O material sustenta que parte relevante da renda anteriormente destinada ao consumo básico estaria migrando para plataformas de apostas online, ampliando dificuldades econômicas entre famílias endividadas.

A associação cita dados da NielsenIQ indicando que 76% dos lares brasileiros realizam compras em redes de atacarejo.

Segundo a entidade, enquanto o varejo voltado à alta renda apresentou crescimento nos últimos trimestres de 2025, segmentos voltados à população de baixa renda registraram retração.

“Em 2025, a cesta básica ficou mais barata. Mesmo assim, o consumo da baixa renda recuou. O problema não é preço — é renda comprometida”, afirma o documento apresentado ao governo.

A ABAAS propôs quatro medidas principais para restringir a atuação das apostas online no país.

A primeira sugere acelerar bloqueios de URLs e DNSs ligados a plataformas ilegais por meio da Agência Nacional de Telecomunicações.

A segunda proposta prevê criação de uma “lista negra” de chaves Pix associadas a operações ilegais de apostas, incluindo encerramento automático das contas vinculadas.

Outra sugestão envolve responsabilização das grandes plataformas digitais pela publicidade de serviços de apostas online.

A quarta medida propõe proibir patrocínios cruzados entre apostas esportivas e cassinos online.

A associação também utilizou o combate histórico ao tabagismo no Brasil como referência para construção de políticas públicas relacionadas às apostas.

Segundo o documento, o país conseguiu reduzir drasticamente o consumo de cigarros ao longo de décadas sem necessidade de proibição total da atividade.

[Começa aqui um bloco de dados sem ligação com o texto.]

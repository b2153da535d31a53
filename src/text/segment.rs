use unicode_segmentation::UnicodeSegmentation;

use crate::text::classify::{GlyphKind, classify};

/// One user-perceived character of a token, tagged with how it renders.
#[derive(Clone, Copy, Debug, PartialEq, Eq)]
pub struct Grapheme<'a> {
    /// Source substring (one extended grapheme cluster).
    pub text: &'a str,
    /// Render classification.
    pub kind: GlyphKind,
}

/// Split text into tokens on single ASCII spaces.
///
/// Consecutive spaces yield empty tokens; each still contributes one space advance.
pub fn tokens(text: &str) -> std::str::Split<'_, char> {
    text.split(' ')
}

/// Extended grapheme clusters of `token`, in source order.
pub fn graphemes(token: &str) -> impl Iterator<Item = &str> {
    token.graphemes(true)
}

/// Extended grapheme clusters of `token` with their classification.
pub fn classified(token: &str) -> impl Iterator<Item = Grapheme<'_>> {
    graphemes(token).map(|text| Grapheme {
        text,
        kind: classify(text),
    })
}

#[cfg(test)]
#[path = "../../tests/unit/text/segment.rs"]
mod tests;
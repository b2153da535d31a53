use std::ffi::OsString;
use std::io::Read;
use std::path::{Path, PathBuf};
use std::process::{Child, Command, ExitStatus, Stdio};
use std::time::{Duration, Instant};

use crate::encode::encoder::{Encoder, StickerEncodeOpts};
use crate::foundation::core::{Canvas, Fps};
use crate::foundation::error::{StickerError, StickerResult};
use crate::lifecycle::artifacts::TempFile;
use crate::render::frames::FrameSequence;

const POLL_INTERVAL: Duration = Duration::from_millis(20);

type StderrDrain = std::thread::JoinHandle<std::io::Result<Vec<u8>>>;

/// [`Encoder`] that runs the system `ffmpeg` once per call.
#[derive(Clone, Debug)]
pub struct FfmpegEncoder {
    program: PathBuf,
}

impl Default for FfmpegEncoder {
    fn default() -> Self {
        Self::new("ffmpeg")
    }
}

impl FfmpegEncoder {
    /// Encoder invoking `program` (a bare name is looked up on `PATH`).
    pub fn new(program: impl Into<PathBuf>) -> Self {
        Self {
            program: program.into(),
        }
    }

    /// Executable this encoder runs.
    pub fn program(&self) -> &Path {
        &self.program
    }

    /// Return `true` when `<program> -version` runs successfully.
    pub fn is_available(&self) -> bool {
        Command::new(&self.program)
            .arg("-version")
            .stdin(Stdio::null())
            .stdout(Stdio::null())
            .stderr(Stdio::null())
            .status()
            .map(|s| s.success())
            .unwrap_or(false)
    }

    fn run(&self, args: Vec<OsString>, out: &Path, deadline: Option<Instant>) -> StickerResult<()> {
        ensure_parent_dir(out)?;
        // Removes a partial output unless the run succeeds.
        let output = TempFile::new(out.to_path_buf());

        tracing::debug!(
            program = %self.program.display(),
            args = ?args,
            "spawning encoder"
        );
        let mut child = Command::new(&self.program)
            .args(&args)
            .stdin(Stdio::null())
            .stdout(Stdio::null())
            .stderr(Stdio::piped())
            .spawn()
            .map_err(|e| {
                StickerError::encode(format!(
                    "failed to spawn '{}' (is it installed and on PATH?): {e}",
                    self.program.display()
                ))
            })?;

        let mut stderr = child
            .stderr
            .take()
            .ok_or_else(|| StickerError::encode("failed to open ffmpeg stderr (unexpected)"))?;
        let drain: StderrDrain = std::thread::spawn(move || {
            let mut bytes = Vec::new();
            stderr.read_to_end(&mut bytes)?;
            Ok(bytes)
        });

        let status = wait_until(&mut child, deadline);
        let stderr_bytes = join_drain(drain)?;
        let status = status?;

        if !status.success() {
            let stderr = String::from_utf8_lossy(&stderr_bytes);
            return Err(StickerError::encode(format!(
                "ffmpeg exited with status {}: {}",
                status,
                stderr.trim()
            )));
        }
        if !out.exists() {
            return Err(StickerError::encode(format!(
                "ffmpeg reported success but '{}' was not written",
                out.display()
            )));
        }

        output.keep();
        Ok(())
    }
}

impl Encoder for FfmpegEncoder {
    #[tracing::instrument(skip_all, fields(job = %frames.job(), frames = frames.len()))]
    fn encode_frames(
        &self,
        frames: &FrameSequence,
        out: &Path,
        deadline: Option<Instant>,
    ) -> StickerResult<()> {
        if frames.is_empty() {
            return Err(StickerError::validation("frame sequence is empty"));
        }
        let args = frames_args(frames.pattern(), frames.fps(), frames.canvas(), out)?;
        self.run(args, out, deadline)
    }

    #[tracing::instrument(skip_all, fields(video = %video.display()))]
    fn encode_sticker(
        &self,
        video: &Path,
        out: &Path,
        opts: &StickerEncodeOpts,
        deadline: Option<Instant>,
    ) -> StickerResult<()> {
        let args = sticker_args(video, out, opts)?;
        self.run(args, out, deadline)
    }
}

/// Wait for `child`, killing it once `deadline` passes.
fn wait_until(child: &mut Child, deadline: Option<Instant>) -> StickerResult<ExitStatus> {
    loop {
        let polled = child
            .try_wait()
            .map_err(|e| StickerError::encode(format!("failed to wait for ffmpeg: {e}")))?;
        if let Some(status) = polled {
            return Ok(status);
        }
        if deadline.is_some_and(|d| Instant::now() >= d) {
            if let Err(e) = child.kill() {
                tracing::warn!(error = %e, "failed to kill ffmpeg");
            }
            if let Err(e) = child.wait() {
                tracing::warn!(error = %e, "failed to reap killed ffmpeg");
            }
            return Err(StickerError::cancelled("deadline exceeded while encoding"));
        }
        std::thread::sleep(POLL_INTERVAL);
    }
}

fn join_drain(drain: StderrDrain) -> StickerResult<Vec<u8>> {
    drain
        .join()
        .map_err(|_| StickerError::encode("ffmpeg stderr drain thread panicked"))?
        .map_err(|e| StickerError::encode(format!("ffmpeg stderr read failed: {e}")))
}

fn square_size(canvas: Canvas) -> StickerResult<u32> {
    if canvas.width == 0 || canvas.width != canvas.height {
        return Err(StickerError::validation(format!(
            "encoder canvas must be a non-empty square, got {}x{}",
            canvas.width, canvas.height
        )));
    }
    if !canvas.width.is_multiple_of(2) {
        return Err(StickerError::validation(
            "encoder canvas size must be even (required for yuv420p output)",
        ));
    }
    Ok(canvas.width)
}

/// Arguments for encoding numbered PNG frames into an H.264 MP4.
pub fn frames_args(
    pattern: &Path,
    fps: Fps,
    canvas: Canvas,
    out: &Path,
) -> StickerResult<Vec<OsString>> {
    let size = square_size(canvas)?;
    let rate = fps.ffmpeg_rate();
    let mut args: Vec<OsString> = ["-loglevel", "error", "-y", "-framerate", rate.as_str(), "-i"]
        .into_iter()
        .map(OsString::from)
        .collect();
    args.push(pattern.as_os_str().to_owned());
    args.extend(
        [
            "-c:v",
            "libx264",
            "-pix_fmt",
            "yuv420p",
            "-r",
            rate.as_str(),
            "-preset",
            "veryfast",
            "-s",
            format!("{size}x{size}").as_str(),
        ]
        .into_iter()
        .map(OsString::from),
    );
    args.push(out.as_os_str().to_owned());
    Ok(args)
}

/// Arguments for re-encoding a video into a looping lossy WebP sticker.
pub fn sticker_args(
    video: &Path,
    out: &Path,
    opts: &StickerEncodeOpts,
) -> StickerResult<Vec<OsString>> {
    let size = square_size(opts.canvas)?;
    if opts.quality > 100 {
        return Err(StickerError::validation("sticker quality must be in 0..=100"));
    }
    if !opts.max_duration_secs.is_finite() || opts.max_duration_secs <= 0.0 {
        return Err(StickerError::validation(
            "sticker max duration must be finite and > 0",
        ));
    }
    let filter = format!(
        "scale={size}:{size}:force_original_aspect_ratio=decrease,\
         pad={size}:{size}:(ow-iw)/2:(oh-ih)/2:color=0x00000000,\
         fps={},format=rgba",
        opts.fps.ffmpeg_rate()
    );

    let mut args: Vec<OsString> = ["-loglevel", "error", "-y", "-i"]
        .into_iter()
        .map(OsString::from)
        .collect();
    args.push(video.as_os_str().to_owned());
    args.extend(
        [
            "-vf",
            filter.as_str(),
            "-vcodec",
            "libwebp",
            "-lossless",
            "0",
            "-q:v",
            opts.quality.to_string().as_str(),
            "-preset",
            "default",
            "-loop",
            "0",
            "-an",
            "-vsync",
            "0",
            "-t",
            opts.max_duration_secs.to_string().as_str(),
        ]
        .into_iter()
        .map(OsString::from),
    );
    args.push(out.as_os_str().to_owned());
    Ok(args)
}

/// Ensure the parent directory of `path` exists.
pub fn ensure_parent_dir(path: &Path) -> StickerResult<()> {
    if let Some(parent) = path.parent().filter(|p| !p.as_os_str().is_empty()) {
        use anyhow::Context as _;
        std::fs::create_dir_all(parent)
            .with_context(|| format!("failed to create output directory '{}'", parent.display()))?;
    }
    Ok(())
}

/// Return `true` when `ffmpeg` can be invoked from `PATH`.
pub fn is_ffmpeg_on_path() -> bool {
    FfmpegEncoder::default().is_available()
}

#[cfg(test)]
#[path = "../../tests/unit/encode/ffmpeg.rs"]
mod tests;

A ABAAS defende uma estratégia baseada em cinco frentes integradas: advertências dentro das plataformas, restrições graduais à publicidade, aumento progressivo de impostos, campanhas educativas do Ministério da Saúde e ampliação do tratamento de ludopatia pelo Sistema Único de Saúde.

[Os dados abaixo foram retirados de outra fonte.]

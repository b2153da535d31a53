/// Easing functions used to map normalized animation progress.
#[derive(Clone, Copy, Debug, PartialEq, Eq, serde::Serialize, serde::Deserialize)]
pub enum Ease {
    /// Linear interpolation.
    Linear,
    /// Cubic ease-out: fast start, decelerating into the end value.
    OutCubic,
}

impl Ease {
    /// Apply this easing function to normalized progress `t` in `[0, 1]`.
    pub fn apply(self, t: f64) -> f64 {
        let t = t.clamp(0.0, 1.0);
        match self {
            Self::Linear => t,
            Self::OutCubic => 1.0 - (1.0 - t).powi(3),
        }
    }

    /// Interpolate from `start` to `end` along this curve.
    pub fn lerp(self, start: f64, end: f64, t: f64) -> f64 {
        start + (end - start) * self.apply(t)
    }
}

#[cfg(test)]
#[path = "../../tests/unit/animation/ease.rs"]
mod tests;
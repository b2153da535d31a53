//! Output directory, job naming, and cleanup of intermediate files.

/// Artifact directory, [`artifacts::JobId`], and drop guards for temp files.
pub mod artifacts;
use crate::foundation::error::{StickerError, StickerResult};

pub use kurbo::{Affine, Point, Rect, Vec2};

/// Absolute 0-based frame index within one animated render job.
#[derive(
    Clone, Copy, Debug, PartialEq, Eq, PartialOrd, Ord, Hash, serde::Serialize, serde::Deserialize,
)]
pub struct FrameIndex(pub u64);

/// Frames-per-second represented as a rational `num/den`.
#[derive(Clone, Copy, Debug, PartialEq, Eq, serde::Serialize, serde::Deserialize)]
pub struct Fps {
    /// Numerator (frames).
    pub num: u32,
    /// Denominator (seconds), must be non-zero.
    pub den: u32,
}

impl Fps {
    /// Create a validated FPS value.
    pub fn new(num: u32, den: u32) -> StickerResult<Self> {
        if den == 0 {
            return Err(StickerError::validation("Fps den must be > 0"));
        }
        if num == 0 {
            return Err(StickerError::validation("Fps num must be > 0"));
        }
        Ok(Self { num, den })
    }

    /// Whole frames per second.
    pub fn whole(num: u32) -> StickerResult<Self> {
        Self::new(num, 1)
    }

    /// Convert to floating-point FPS.
    pub fn as_f64(self) -> f64 {
        f64::from(self.num) / f64::from(self.den)
    }

    /// Convert seconds to frame count using floor semantics.
    pub fn secs_to_frames_floor(self, secs: f64) -> u64 {
        (secs * self.as_f64()).floor().max(0.0) as u64
    }

    /// `num/den` form accepted by ffmpeg rate options.
    pub fn ffmpeg_rate(self) -> String {
        format!("{}/{}", self.num, self.den)
    }
}

/// Output canvas dimensions in pixels.
#[derive(Clone, Copy, Debug, PartialEq, Eq, serde::Serialize, serde::Deserialize)]
pub struct Canvas {
    /// Width in pixels.
    pub width: u32,
    /// Height in pixels.
    pub height: u32,
}

impl Canvas {
    /// Square canvas of `size` x `size` pixels.
    pub fn square(size: u32) -> Self {
        Self {
            width: size,
            height: size,
        }
    }

    /// Canvas bounds as a rectangle anchored at the origin.
    pub fn rect(self) -> Rect {
        Rect::new(0.0, 0.0, f64::from(self.width), f64::from(self.height))
    }
}

/// Straight-alpha RGBA8 color.
#[derive(Clone, Copy, Debug, PartialEq, Eq, serde::Serialize, serde::Deserialize)]
pub struct Rgba8 {
    /// Red channel.
    pub r: u8,
    /// Green channel.
    pub g: u8,
    /// Blue channel.
    pub b: u8,
    /// Alpha channel.
    pub a: u8,
}

impl Rgba8 {
    /// Opaque white.
    pub const WHITE: Self = Self::opaque(255, 255, 255);

    /// Opaque color from RGB channels.
    pub const fn opaque(r: u8, g: u8, b: u8) -> Self {
        Self { r, g, b, a: 255 }
    }

    /// Black with the given opacity in `[0, 1]`.
    pub fn black_with_opacity(opacity: f64) -> Self {
        Self {
            r: 0,
            g: 0,
            b: 0,
            a: unit_to_u8(opacity),
        }
    }

    /// Parse `#rrggbb` or `#rrggbbaa`.
    pub fn from_hex(s: &str) -> StickerResult<Self> {
        let hex = s
            .strip_prefix('#')
            .ok_or_else(|| StickerError::validation(format!("color '{s}' must start with '#'")))?;
        if !hex.is_ascii() || !(hex.len() == 6 || hex.len() == 8) {
            return Err(StickerError::validation(format!(
                "color '{s}' must be #rrggbb or #rrggbbaa"
            )));
        }
        let channel = |i: usize| -> StickerResult<u8> {
            u8::from_str_radix(&hex[i..i + 2], 16)
                .map_err(|_| StickerError::validation(format!("color '{s}' has invalid hex digits")))
        };
        Ok(Self {
            r: channel(0)?,
            g: channel(2)?,
            b: channel(4)?,
            a: if hex.len() == 8 { channel(6)? } else { 255 },
        })
    }

    /// Linear interpolation between two colors, `t` clamped to `[0, 1]`.
    pub fn lerp(self, other: Self, t: f64) -> Self {
        let t = t.clamp(0.0, 1.0);
        let mix = |a: u8, b: u8| -> u8 {
            let af = f64::from(a);
            let bf = f64::from(b);
            (af + (bf - af) * t).round().clamp(0.0, 255.0) as u8
        };
        Self {
            r: mix(self.r, other.r),
            g: mix(self.g, other.g),
            b: mix(self.b, other.b),
            a: mix(self.a, other.a),
        }
    }

    /// Premultiplied `[r, g, b, a]` bytes.
    pub fn premultiplied(self) -> [u8; 4] {
        fn premul(c: u8, a: u8) -> u8 {
            let c = u16::from(c);
            let a = u16::from(a);
            (((c * a) + 127) / 255) as u8
        }
        [
            premul(self.r, self.a),
            premul(self.g, self.a),
            premul(self.b, self.a),
            self.a,
        ]
    }
}

pub(crate) fn unit_to_u8(v: f64) -> u8 {
    (v.clamp(0.0, 1.0) * 255.0).round() as u8
}

#[cfg(test)]
#[path = "../../tests/unit/foundation/core.rs"]
mod tests;
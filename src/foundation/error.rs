/// Convenience result alias used across the public API.
pub type StickerResult<T> = Result<T, StickerError>;

/// Top-level error type for sticker synthesis.
///
/// Only [`StickerError::Encode`], [`StickerError::Io`], [`StickerError::Validation`] and
/// [`StickerError::Cancelled`] ever escape a render job. Glyph fetch and background load errors are
/// produced by their providers and recovered locally by the compositor.
#[derive(thiserror::Error, Debug)]
pub enum StickerError {
    /// Invalid configuration or call arguments.
    #[error("validation error: {0}")]
    Validation(String),

    /// A pictographic glyph could not be fetched or decoded.
    #[error("glyph fetch error: {0}")]
    Fetch(String),

    /// A background image could not be loaded or decoded.
    #[error("background load error: {0}")]
    Background(String),

    /// The external encoder failed or could not be started.
    #[error("encode error: {0}")]
    Encode(String),

    /// A directory or file write failed.
    #[error("io error: {0}")]
    Io(String),

    /// The job deadline passed before the artifact was complete.
    #[error("render job cancelled: {0}")]
    Cancelled(String),

    /// Any other error (source preserved).
    #[error(transparent)]
    Other(#[from] anyhow::Error),
}

impl StickerError {
    /// Build a [`StickerError::Validation`] value.
    pub fn validation(msg: impl Into<String>) -> Self {
        Self::Validation(msg.into())
    }

    /// Build a [`StickerError::Fetch`] value.
    pub fn fetch(msg: impl Into<String>) -> Self {
        Self::Fetch(msg.into())
    }

    /// Build a [`StickerError::Background`] value.
    pub fn background(msg: impl Into<String>) -> Self {
        Self::Background(msg.into())
    }

    /// Build a [`StickerError::Encode`] value.
    pub fn encode(msg: impl Into<String>) -> Self {
        Self::Encode(msg.into())
    }

    /// Build a [`StickerError::Io`] value.
    pub fn io(msg: impl Into<String>) -> Self {
        Self::Io(msg.into())
    }

    /// Build a [`StickerError::Cancelled`] value.
    pub fn cancelled(msg: impl Into<String>) -> Self {
        Self::Cancelled(msg.into())
    }

    /// Return `true` when the error should never reach a caller of a render job.
    pub fn is_locally_recoverable(&self) -> bool {
        matches!(self, Self::Fetch(_) | Self::Background(_))
    }
}

#[cfg(test)]
#[path = "../../tests/unit/foundation/error.rs"]
mod tests;
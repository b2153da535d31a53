use std::path::Path;
use std::time::Instant;

use crate::foundation::core::{Canvas, Fps};
use crate::foundation::error::StickerResult;
use crate::render::frames::FrameSequence;

/// Options for re-encoding a video into a loopable sticker.
#[derive(Clone, Copy, Debug, PartialEq)]
pub struct StickerEncodeOpts {
    /// Square bounding box the video is scaled and padded into.
    pub canvas: Canvas,
    /// Output frame rate.
    pub fps: Fps,
    /// Lossy quality budget, `0..=100` (lower is smaller).
    pub quality: u8,
    /// Output is clipped to this many seconds.
    pub max_duration_secs: f64,
}

/// Turns frame sequences into videos, and videos into stickers.
///
/// Implementations must not delete the input frames; the [`FrameSequence`] owns them. On failure
/// the output path must not be left behind.
pub trait Encoder: Send + Sync {
    /// Encode `frames` into one playable video at `out`.
    fn encode_frames(
        &self,
        frames: &FrameSequence,
        out: &Path,
        deadline: Option<Instant>,
    ) -> StickerResult<()>;

    /// Re-encode `video` into a looping sticker at `out`.
    fn encode_sticker(
        &self,
        video: &Path,
        out: &Path,
        opts: &StickerEncodeOpts,
        deadline: Option<Instant>,
    ) -> StickerResult<()>;
}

De acordo com a entidade, o tratamento do tema sob perspectiva de saúde pública ajudaria a reduzir polarizações políticas no debate.

O setor também afirmou ao governo que o programa Desenrola 2.0 representa avanço, mas ainda insuficiente diante do crescimento do endividamento associado às apostas.

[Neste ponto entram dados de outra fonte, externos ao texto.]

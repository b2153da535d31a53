use std::sync::LazyLock;

use regex::Regex;

/// How a grapheme is rendered.
#[derive(Clone, Copy, Debug, PartialEq, Eq, Hash)]
pub enum GlyphKind {
    /// Drawn with the font (measured via font metrics).
    Textual,
    /// Drawn as a fetched bitmap.
    Pictographic,
}

// Regional indicators are not Extended_Pictographic but a pair forms a flag, which no text font
// carries.
static PICTOGRAPHIC: LazyLock<Regex> = LazyLock::new(|| {
    Regex::new(r"[\p{Extended_Pictographic}\p{Regional_Indicator}]")
        .expect("PICTOGRAPHIC regex pattern is valid")
});

/// Return `true` when any scalar of `grapheme` carries a pictographic property.
pub fn is_pictographic(grapheme: &str) -> bool {
    PICTOGRAPHIC.is_match(grapheme)
}

/// Classify one grapheme.
pub fn classify(grapheme: &str) -> GlyphKind {
    if is_pictographic(grapheme) {
        GlyphKind::Pictographic
    } else {
        GlyphKind::Textual
    }
}

#[cfg(test)]
#[path = "../../tests/unit/text/classify.rs"]
mod tests;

O programa federal prevê bloqueio temporário de acesso às bets para beneficiários que aderirem à renegociação de dívidas com garantias públicas, atingindo estimativa entre 15 e 20 milhões de pessoas.

As propostas surgem em meio à intensificação das discussões sobre o impacto econômico e social das apostas online no Brasil, tema que passou a ocupar espaço central tanto no debate regulatório quanto nas articulações políticas relacionadas às eleições de 2026.